Delta moved terminals this spring in Los Angeles, and though it now has a temporary VIP lobby, it has already solved the security problem. Delta has a dedicated corridor that brings passengers to the front of the PreCheck line.
“At the end of the day, while the lounge is a cool product to have, pre-security, people weren’t dwelling a lot there,” Goswami said. “You want to get past security. You feel more relaxed when you do.”
What customers have liked, he said, is interaction with customer service agents. While some passengers only use the lobby on occasion — perhaps when splurging on an expensive ticket — others are regulars, and staff tends to recognize them, Goswami said.
“They know their customers, whether the customer is super high-profile or a famous entertainment figure or whether they are super low-key,” he said. “We can perfect the services. There is definitely a personal rapport that our agent team has with this clientele.”
At United, Dorow said, agents sometimes help customers with tasks unrelated to flights. In one case, he said, a husband mistakenly took his wife’s passport to the airport, and a United agent helped him get the right one so he could fly.

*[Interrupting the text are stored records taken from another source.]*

/*!
 * Resource Lease
 * Memory and processor capacity bound to one RUNNING period
 */

use crate::core::types::{SchedResult, Size};
use crate::memory::Memory;
use crate::processor::{Processor, Reservation};
use std::sync::atomic::{AtomicBool, Ordering};
use std::sync::Arc;
use std::time::Duration;
use tracing::debug;

/// Resources held by a running process
///
/// Acquired by the dispatcher before START and released exactly once when
/// the RUNNING period ends: the bytes go back to the memory and the
/// processor reservation is cancelled. Dropping an unreleased lease
/// releases it.
#[derive(Debug)]
pub struct Lease {
    processor: Arc<Processor>,
    memory: Arc<Memory>,
    bytes: Size,
    reservation: Reservation,
    released: AtomicBool,
}

impl Lease {
    /// Allocate `bytes` from `memory` and reserve `duration` on `processor`
    ///
    /// Either both succeed or nothing stays allocated. `on_finish` runs if
    /// the processor time elapses before the lease is released.
    pub fn acquire<F>(
        processor: &Arc<Processor>,
        memory: &Arc<Memory>,
        bytes: Size,
        duration: Duration,
        on_finish: F,
    ) -> SchedResult<Self>
    where
        F: FnOnce() + Send + 'static,
    {
        memory.allocate(bytes)?;

        let reservation = match processor.compute(duration, on_finish) {
            Ok(reservation) => reservation,
            Err(e) => {
                memory.deallocate(bytes);
                return Err(e);
            }
        };

        Ok(Self {
            processor: Arc::clone(processor),
            memory: Arc::clone(memory),
            bytes,
            reservation,
            released: AtomicBool::new(false),
        })
    }

    pub fn processor(&self) -> &Arc<Processor> {
        &self.processor
    }

    pub fn memory(&self) -> &Arc<Memory> {
        &self.memory
    }

    pub fn bytes(&self) -> Size {
        self.bytes
    }

    pub fn release(&self) {
        if self.released.swap(true, Ordering::SeqCst) {
            return;
        }
        self.reservation.cancel();
        self.memory.deallocate(self.bytes);
        debug!(
            processor = self.processor.id(),
            memory = self.memory.id(),
            bytes = self.bytes,
            "lease released"
        );
    }
}

impl Drop for Lease {
    fn drop(&mut self) {
        self.release();
    }
}
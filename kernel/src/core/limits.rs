/*!
 * System Limits and Constants
 *
 * Centralized location for the defaults used by the simulated system.
 * Every value here can be overridden through `core::config`.
 */

use std::time::Duration;

// =============================================================================
// RESOURCE DEFAULTS
// =============================================================================

/// Capacity of the default primary memory slot (16KB)
/// Large enough for any default-sized process footprint
pub const DEFAULT_MEMORY_CAPACITY: usize = 16 * 1024;

/// Compute budget of the default processor (10 minutes of simulated work)
pub const DEFAULT_PROCESSOR_CAPACITY: Duration = Duration::from_secs(600);

/// Backoff between resource monitor attempts while the pools are exhausted
pub const DEFAULT_MONITOR_BACKOFF: Duration = Duration::from_millis(2000);

// =============================================================================
// SCHEDULER DEFAULTS
// =============================================================================

/// Polling interval of the admission loop (NEW -> READY)
pub const DEFAULT_ADMISSION_INTERVAL: Duration = Duration::from_millis(100);

/// Polling interval of each dispatch loop (READY -> RUNNING)
pub const DEFAULT_DISPATCH_INTERVAL: Duration = Duration::from_secs(5);

/// Lower bound of the simulated external-event delay
pub const MIN_EXTERNAL_WAIT: Duration = Duration::from_millis(1);

/// Upper bound of the simulated external-event delay
pub const MAX_EXTERNAL_WAIT: Duration = Duration::from_millis(4000);

/// Smallest footprint drawn for a process without an explicit one
pub const MIN_MEMORY_CONSUMPTION: usize = 1;

/// Largest footprint drawn for a process without an explicit one
pub const MAX_MEMORY_CONSUMPTION: usize = 10_000;

// =============================================================================
// CHANNELS
// =============================================================================

/// Buffered notifications per broadcast channel before slow observers lag
pub const EVENT_CHANNEL_CAPACITY: usize = 1024;
/*!
 * Primary Memory
 * Capacity-bounded byte allocator with graceful exhaustion handling
 */

use super::types::{MemoryPressure, MemoryStats};
use crate::core::errors::SchedulerError;
use crate::core::types::{SchedResult, Size, UnitId};
use parking_lot::Mutex;
use std::sync::atomic::{AtomicU32, Ordering};
use tracing::{debug, warn};

static NEXT_MEMORY_ID: AtomicU32 = AtomicU32::new(1);

/// A primary memory slot
///
/// Only the consumed byte count is tracked; there are no addresses.
/// `0 <= consumed <= capacity` holds after every operation.
#[derive(Debug)]
pub struct Memory {
    id: UnitId,
    capacity: Size,
    consumed: Mutex<Size>,
}

impl Memory {
    pub fn new(capacity: Size) -> Self {
        let id = NEXT_MEMORY_ID.fetch_add(1, Ordering::Relaxed);
        debug!(memory = id, capacity, "creating memory");
        Self {
            id,
            capacity,
            consumed: Mutex::new(0),
        }
    }

    pub fn id(&self) -> UnitId {
        self.id
    }

    pub fn capacity(&self) -> Size {
        self.capacity
    }

    pub fn consumed_memory(&self) -> Size {
        *self.consumed.lock()
    }

    pub fn available_memory(&self) -> Size {
        self.capacity - *self.consumed.lock()
    }

    /// Allocate `bytes`, or fail leaving the slot untouched
    pub fn allocate(&self, bytes: Size) -> SchedResult<()> {
        let mut consumed = self.consumed.lock();

        if consumed
            .checked_add(bytes)
            .map_or(true, |total| total > self.capacity)
        {
            let available = self.capacity - *consumed;
            debug!(
                memory = self.id,
                requested = bytes,
                available,
                "memory exhausted, allocation refused"
            );
            return Err(SchedulerError::ResourceExceeded {
                requested: bytes,
                available,
                consumed: *consumed,
                capacity: self.capacity,
            });
        }

        *consumed += bytes;
        let used = *consumed;
        drop(consumed);

        if self.pressure_at(used) >= MemoryPressure::High {
            warn!(
                memory = self.id,
                bytes,
                used,
                capacity = self.capacity,
                "allocated memory under pressure"
            );
        } else {
            debug!(memory = self.id, bytes, used, "allocated memory");
        }

        Ok(())
    }

    /// Release `bytes`; never drives the consumed count below zero
    pub fn deallocate(&self, bytes: Size) {
        let mut consumed = self.consumed.lock();
        *consumed = consumed.saturating_sub(bytes);
        debug!(memory = self.id, bytes, used = *consumed, "deallocated memory");
    }

    pub fn stats(&self) -> MemoryStats {
        let consumed = *self.consumed.lock();
        MemoryStats {
            id: self.id,
            capacity: self.capacity,
            consumed,
            available: self.capacity - consumed,
            usage_percentage: usage(consumed, self.capacity),
        }
    }

    fn pressure_at(&self, used: Size) -> MemoryPressure {
        MemoryStats {
            id: self.id,
            capacity: self.capacity,
            consumed: used,
            available: self.capacity - used,
            usage_percentage: usage(used, self.capacity),
        }
        .memory_pressure()
    }
}

fn usage(used: Size, capacity: Size) -> f64 {
    if capacity == 0 {
        return 100.0;
    }
    (used as f64 / capacity as f64) * 100.0
}
/*!
 * Error Types
 * Centralized error handling with thiserror, miette, and serde support
 */

use crate::core::types::{Pid, Size, UnitId};
use crate::process::{ProcessState, Transition};
use miette::Diagnostic;
use serde::{Deserialize, Serialize};
use std::time::Duration;
use thiserror::Error;

/// Scheduler errors with serialization support
///
/// Every variant is `Clone` so it can be fanned out over the broadcast
/// notification channels.
#[derive(Error, Debug, Clone, Serialize, Deserialize, PartialEq, Eq, Diagnostic)]
#[serde(tag = "error_type", content = "details", rename_all = "snake_case")]
pub enum SchedulerError {
    #[error("The available memory has been exceeded: requested {requested} bytes, available {available} bytes ({consumed} used / {capacity} total)")]
    #[diagnostic(
        code(memory::resource_exceeded),
        help("The memory was not allocated. Wait for running processes to release their memory.")
    )]
    ResourceExceeded {
        requested: Size,
        available: Size,
        consumed: Size,
        capacity: Size,
    },

    #[error("Insufficient processor capacity: requested {requested:?}, remaining {remaining:?}")]
    #[diagnostic(
        code(processor::insufficient_capacity),
        help("No capacity was reserved. The dispatch is retried on the next tick.")
    )]
    InsufficientCapacity {
        requested: Duration,
        remaining: Duration,
    },

    #[error("No processors are available to be assigned")]
    #[diagnostic(
        code(system::no_processor_available),
        help("The processor pool is empty. Register at least one processor.")
    )]
    NoProcessorAvailable,

    #[error("There is no memory available")]
    #[diagnostic(
        code(system::no_memory_available),
        help("Every memory slot is full or the pool is empty.")
    )]
    NoMemoryAvailable,

    #[error("Memory slot {0} is not part of this system")]
    #[diagnostic(
        code(system::unknown_memory_slot),
        help("Release memory through the slot returned by allocate_memory.")
    )]
    UnknownMemorySlot(UnitId),

    #[error("Cannot {transition} process {pid}: expected state {expected}, found {actual}")]
    #[diagnostic(
        code(pcb::illegal_transition),
        help("The transition was ignored and the process state is unchanged.")
    )]
    IllegalTransition {
        pid: Pid,
        transition: Transition,
        expected: ProcessState,
        actual: ProcessState,
    },

    #[error("Invalid compute contract: {0}")]
    #[diagnostic(
        code(process::invalid_compute_contract),
        help("Supply a compute contract that receives exactly one completion callback.")
    )]
    InvalidComputeContract(String),

    #[error("Configuration error: {0}")]
    #[diagnostic(
        code(config::invalid),
        help("Review the configuration file and the SCHED_* environment variables.")
    )]
    Configuration(String),
}

impl SchedulerError {
    /// Resource exhaustion is retried by the polling loops instead of surfaced
    #[inline]
    pub fn is_resource_exhaustion(&self) -> bool {
        matches!(
            self,
            SchedulerError::ResourceExceeded { .. }
                | SchedulerError::InsufficientCapacity { .. }
                | SchedulerError::NoProcessorAvailable
                | SchedulerError::NoMemoryAvailable
        )
    }
}

impl From<serde_json::Error> for SchedulerError {
    fn from(err: serde_json::Error) -> Self {
        SchedulerError::Configuration(err.to_string())
    }
}

impl From<std::io::Error> for SchedulerError {
    fn from(err: std::io::Error) -> Self {
        SchedulerError::Configuration(err.to_string())
    }
}
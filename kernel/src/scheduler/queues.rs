/*!
 * State Queues
 * One FIFO queue per process state
 */

use crate::core::types::Pid;
use crate::process::{ProcessControlBlock, ProcessState};
use serde::{Deserialize, Serialize};
use std::collections::{HashMap, VecDeque};
use std::sync::Arc;
use tracing::warn;

/// Queue lengths at one instant
#[derive(Debug, Clone, Copy, Default, PartialEq, Eq, Serialize, Deserialize)]
pub struct QueueLengths {
    pub new: usize,
    pub ready: usize,
    pub running: usize,
    pub waiting: usize,
    pub terminated: usize,
}

/// Mapping from state to the PCBs currently in it, in arrival order
#[derive(Debug)]
pub struct Queues {
    queues: HashMap<ProcessState, VecDeque<Arc<ProcessControlBlock>>>,
}

impl Default for Queues {
    fn default() -> Self {
        Self::new()
    }
}

impl Queues {
    pub fn new() -> Self {
        let queues = ProcessState::ALL
            .iter()
            .map(|state| (*state, VecDeque::new()))
            .collect();
        Self { queues }
    }

    fn queue_mut(&mut self, state: ProcessState) -> &mut VecDeque<Arc<ProcessControlBlock>> {
        self.queues.entry(state).or_default()
    }

    pub fn push(&mut self, state: ProcessState, pcb: Arc<ProcessControlBlock>) {
        self.queue_mut(state).push_back(pcb);
    }

    pub fn front(&self, state: ProcessState) -> Option<&Arc<ProcessControlBlock>> {
        self.queues.get(&state).and_then(VecDeque::front)
    }

    pub fn pop_front(&mut self, state: ProcessState) -> Option<Arc<ProcessControlBlock>> {
        self.queue_mut(state).pop_front()
    }

    /// Take `pid` out of the `state` queue
    pub fn remove(&mut self, state: ProcessState, pid: Pid) -> Option<Arc<ProcessControlBlock>> {
        let queue = self.queue_mut(state);
        let pos = queue.iter().position(|pcb| pcb.pid() == pid)?;
        queue.remove(pos)
    }

    /// Move `pid` from the `from` queue to the back of the `to` queue
    ///
    /// Falls back to a scan of every queue when the PCB is not where the
    /// caller expected it. Returns `false` if it is in no queue at all.
    pub fn migrate(&mut self, pid: Pid, from: ProcessState, to: ProcessState) -> bool {
        let pcb = match self.remove(from, pid) {
            Some(pcb) => pcb,
            None => {
                let found = ProcessState::ALL
                    .iter()
                    .find_map(|state| self.remove(*state, pid).map(|pcb| (*state, pcb)));
                match found {
                    Some((actual, pcb)) => {
                        warn!(pid, expected = %from, %actual, "pcb found outside its expected queue");
                        pcb
                    }
                    None => return false,
                }
            }
        };

        self.push(to, pcb);
        true
    }

    pub fn len(&self, state: ProcessState) -> usize {
        self.queues.get(&state).map_or(0, VecDeque::len)
    }

    /// Snapshot of the `state` queue, head first
    pub fn snapshot(&self, state: ProcessState) -> Vec<Arc<ProcessControlBlock>> {
        self.queues
            .get(&state)
            .map(|queue| queue.iter().cloned().collect())
            .unwrap_or_default()
    }

    pub fn lengths(&self) -> QueueLengths {
        QueueLengths {
            new: self.len(ProcessState::New),
            ready: self.len(ProcessState::Ready),
            running: self.len(ProcessState::Running),
            waiting: self.len(ProcessState::Waiting),
            terminated: self.len(ProcessState::Terminated),
        }
    }
}
/*!
 * Core Types
 * Common types used across the scheduler
 */

/// Process ID type
pub type Pid = u32;

/// Priority level (0-255, higher is more important)
///
/// Carried on every PCB as metadata; dispatch order is FIFO and never
/// consults it.
pub type Priority = u8;

/// Size type for memory operations (bytes)
pub type Size = usize;

/// Identifier of a simulated hardware unit (processor or memory slot)
pub type UnitId = u32;

/// Common result type for scheduler operations
pub type SchedResult<T> = Result<T, super::errors::SchedulerError>;
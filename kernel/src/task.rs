/*!
 * Background Loop Tasks
 *
 * Every long-lived loop in the crate (resource monitor, admission, dispatch,
 * queue migration) runs as a tokio task behind a [`LoopTask`] handle.
 *
 * # Graceful-with-Fallback Shutdown
 *
 * Drop can't be async, so the handle offers two paths:
 *
 * 1. **Preferred:** `shutdown().await` sends `Shutdown` and awaits the task.
 * 2. **Fallback:** `Drop` aborts the task if it is still running and
 *    `shutdown()` was never called, logging a warning.
 */

use std::future::Future;
use std::sync::atomic::{AtomicBool, Ordering};
use std::sync::Arc;
use std::time::Duration;
use tokio::sync::mpsc;
use tokio::task::JoinHandle;
use tokio::time::MissedTickBehavior;
use tracing::{debug, info, warn};

/// Control messages for a loop task
#[derive(Debug, Clone, Copy, PartialEq, Eq)]
pub enum LoopCommand {
    /// Leave the loop
    Shutdown,
}

/// Handle to a background loop
pub struct LoopTask {
    name: &'static str,
    command_tx: mpsc::UnboundedSender<LoopCommand>,
    handle: Option<JoinHandle<()>>,
    shutdown_initiated: Arc<AtomicBool>,
}

impl LoopTask {
    /// Spawn `body`, handing it the receiving end of the command channel
    pub fn spawn<F, Fut>(name: &'static str, body: F) -> Self
    where
        F: FnOnce(mpsc::UnboundedReceiver<LoopCommand>) -> Fut,
        Fut: Future<Output = ()> + Send + 'static,
    {
        let (command_tx, command_rx) = mpsc::unbounded_channel();
        let handle = tokio::spawn(body(command_rx));

        debug!(task = name, "loop task spawned");

        Self {
            name,
            command_tx,
            handle: Some(handle),
            shutdown_initiated: Arc::new(AtomicBool::new(false)),
        }
    }

    /// Spawn a loop calling `tick` every `period`, starting immediately
    pub fn polling<T>(name: &'static str, period: Duration, tick: T) -> Self
    where
        T: FnMut() + Send + 'static,
    {
        Self::spawn(name, move |commands| run_polling_loop(name, period, tick, commands))
    }

    /// Stop the loop and wait for it to exit
    pub async fn shutdown(mut self) {
        self.shutdown_initiated.store(true, Ordering::SeqCst);
        let _ = self.command_tx.send(LoopCommand::Shutdown);

        if let Some(handle) = self.handle.take() {
            if let Err(e) = handle.await {
                warn!(task = self.name, error = %e, "loop task shutdown error");
            } else {
                info!(task = self.name, "loop task shutdown complete");
            }
        }
    }
}

async fn run_polling_loop<T>(
    name: &'static str,
    period: Duration,
    mut tick: T,
    mut commands: mpsc::UnboundedReceiver<LoopCommand>,
) where
    T: FnMut(),
{
    let mut interval = tokio::time::interval(period);
    interval.set_missed_tick_behavior(MissedTickBehavior::Skip);

    info!(task = name, period_ms = period.as_millis() as u64, "loop started");

    loop {
        tokio::select! {
            _ = interval.tick() => tick(),

            cmd = commands.recv() => {
                if matches!(cmd, Some(LoopCommand::Shutdown) | None) {
                    info!(task = name, "loop shutting down");
                    break;
                }
            }
        }
    }
}

impl Drop for LoopTask {
    fn drop(&mut self) {
        if self.shutdown_initiated.load(Ordering::SeqCst) {
            return;
        }

        if let Some(handle) = self.handle.take() {
            if handle.is_finished() {
                return;
            }
            warn!(
                task = self.name,
                "loop task dropped without calling shutdown() - aborting task"
            );
            handle.abort();
        }
    }
}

At Delta in Los Angeles, all passengers using the special lobby receive the same service. But as part of its recent terminal renovation, United tried something new — an even more over-the-top service for true VIP passengers.
Just after security, United ushers celebrities into an elevator that takes them to a special private room at the airline’s lounge. When it’s time to board, they take an elevator to the airport ramp, where they ride a chauffeured Mercedes to the plane. If all goes well, few gawkers will spot them at the airport.
“If they are a celebrity and they need that type of discreet VIP service, we can give it to them,” Traynor-Corey said.